Позднее она рассказала Израилю Тривусу, близкому другу семьи, что за этим ответом стояло. Она, естественно, не обрадовалась намерению Жаботинского стать солдатом. Она посоветовалась с друзьями, в своем большинстве видными сионистами. Те единодушно сказали: "Нет". Из этого она заключила, что "все они будут против него, он поступит, как и намеревался, зачем же мне присоединяться к его оппонентам? Пусть его, по крайней мере, радует, что я на его стороне"[328].
Военная служба исключала журналистскую деятельность; за день до своего зачисления он совершил последний акт высокого профессионализма. Он вручил своим издателям рукопись книги "Турция и война". В ней он обосновывал необходимость раздела Оттоманской империи, которой не суждено пережить войну, — аннексией Великобританией Палестины; он также анализировал причины, по которым Восточный фронт имел большее значение, чем Западный.
На протяжении всех испытаний, истинного чистилища 1916-го, он не только сумел завершить эту скрупулезную по своему анализу геополитическую работу, но и продолжал постоянно печататься как журналист. Он писал, как правило, по статье раз в неделю для "Русских Ведомостей" в дополнение к статьям в "Ди Трибуне" и в "Unzer Tribune". И при этом не ограничивался войной или еврейским аспектом.
Он писал на разнообразные темы, начиная от ирландского и английского театра и американского кино и до английских трудностей с рабочими местами в послевоенный период, когда демобилизованные солдаты обнаружат, что их позиции заняты женщинами; от реакции лондонцев на немецкие бомбежки до успеха итальянского поэта Лоренцо Стекетти; от ирландских проблем до эффекта английской системы частных сбережений.
Покидая вербовочный пункт с "Королевской стипендией" в кармане в первый день своей военной службы, он не мог предвидеть, что его блистательная карьера в русской прессе, начатая в ранней юности восемнадцать лет назад, завершилась навсегда. Год спустя большевистская революция положила конец либеральной прессе России. Альталена тем временем стал рядовым Жаботинским.

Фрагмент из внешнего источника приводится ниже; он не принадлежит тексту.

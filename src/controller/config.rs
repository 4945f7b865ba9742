//! # Controller Configuration
//!
//! Free-standing tunables for the gizmo controller. None of these carry
//! invariants; they are literal multipliers and periods applied by the
//! tick engines.

/// Shared default for all three tick periods, roughly 60 Hz.
pub const DEFAULT_TICK_PERIOD: f32 = 0.017;

/// Tunables for [`GizmoController`](crate::GizmoController).
#[derive(Debug, Clone)]
pub struct GizmoConfig {
    /// Period of the translate engine tick, in seconds.
    pub location_tick_period: f32,
    /// Period of the rotation engine tick, in seconds.
    pub rotation_tick_period: f32,
    /// Period of the scale engine tick, in seconds.
    pub scale_tick_period: f32,

    /// Interpolation rate for translate smoothing. Higher values track
    /// the pointer tighter; zero disables smoothing entirely.
    pub interp_speed: f32,
    /// Depth (dolly) translation speed per unit of accumulated axis
    /// input.
    pub depth_speed: f32,
    /// Rotation in degrees per unit of pointer travel.
    pub rotation_speed: f32,
    /// Scale change per unit of planar pointer displacement.
    pub scale_speed: f32,

    /// Declared minimum scale. Currently unused: the shrink floor
    /// rejects any candidate with a non-positive axis instead of
    /// consulting this value.
    pub min_scale: f32,

    /// Emit diagnostic log messages for skipped operations.
    pub debug_logging: bool,
}

impl Default for GizmoConfig {
    fn default() -> Self {
        Self {
            location_tick_period: DEFAULT_TICK_PERIOD,
            rotation_tick_period: DEFAULT_TICK_PERIOD,
            scale_tick_period: DEFAULT_TICK_PERIOD,
            interp_speed: 25.0,
            depth_speed: 25.0,
            rotation_speed: 0.5,
            scale_speed: 0.015,
            min_scale: 0.0,
            debug_logging: false,
        }
    }
}
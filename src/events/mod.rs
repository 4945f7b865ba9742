//! # Controller Events
//!
//! Zero-payload notifications the controller broadcasts to the host.
//! Modeled as a plain observer list: delivery order is subscription
//! order, and an observer removed between broadcasts simply stops
//! receiving. There is no delivery guarantee for an observer that
//! unsubscribes mid-stream.

/// Observable controller notifications.
///
/// All variants carry no payload; the host reads controller state
/// through accessors if it needs detail.
#[derive(Debug, Clone, Copy, PartialEq, Eq)]
pub enum GizmoEvent {
    /// A transform mode was activated via `switch_on_mode`.
    ModeEnabled,
    /// The transform mode was deactivated via `switch_off_mode`.
    ModeDisabled,
    /// A grab began; emitted before the first engine tick.
    ManipulationStarted,
    /// A grab ended; emitted before the engine timer is cancelled.
    ManipulationStopped,
}

/// Handle returned by [`EventBus::subscribe`], used to unsubscribe.
#[derive(Debug, Clone, Copy, PartialEq, Eq, Hash)]
pub struct SubscriptionId(u64);

type Observer = Box<dyn FnMut(GizmoEvent)>;

/// Ordered observer list for [`GizmoEvent`] broadcasts.
#[derive(Default)]
pub struct EventBus {
    next_id: u64,
    observers: Vec<(SubscriptionId, Observer)>,
}

impl EventBus {
    pub fn new() -> Self {
        Self::default()
    }

    /// Register an observer. Observers are invoked in subscription order.
    pub fn subscribe(&mut self, observer: impl FnMut(GizmoEvent) + 'static) -> SubscriptionId {
        let id = SubscriptionId(self.next_id);
        self.next_id += 1;
        self.observers.push((id, Box::new(observer)));
        id
    }

    /// Remove an observer. Returns false when the id is unknown.
    pub fn unsubscribe(&mut self, id: SubscriptionId) -> bool {
        let before = self.observers.len();
        self.observers.retain(|(sub, _)| *sub != id);
        self.observers.len() != before
    }

    /// Number of live observers.
    pub fn observer_count(&self) -> usize {
        self.observers.len()
    }

    pub(crate) fn emit(&mut self, event: GizmoEvent) {
        for (_, observer) in &mut self.observers {
            observer(event);
        }
    }
}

1916–1919. ЛЕЙТЕНАНТ В АРМИИ ЕГО КОРОЛЕВСКОГО ВЕЛИЧЕСТВА В ПАЛЕСТИНЕ
ГЛАВА СЕМНАДЦАТАЯ
ПОДПОЛКОВНИК Эштон Паунол занимает скромное, но почетное место в истории евреев. Еврейское подразделение, ставшее частью 20-го Лондонского батальона под его командованием, оказалось для него серьезным испытанием. Не только потому, что его состав был, по понятиям среднего офицера Британской армии, совершенно несусветным, но и из-за сложностей, связанных с необходимостью для этого состава приспособиться к правилам и традициям Британской армии. Если бы Паунол их придерживался, он бы смог — и имел бы на то полное основание — добиться его расформирования.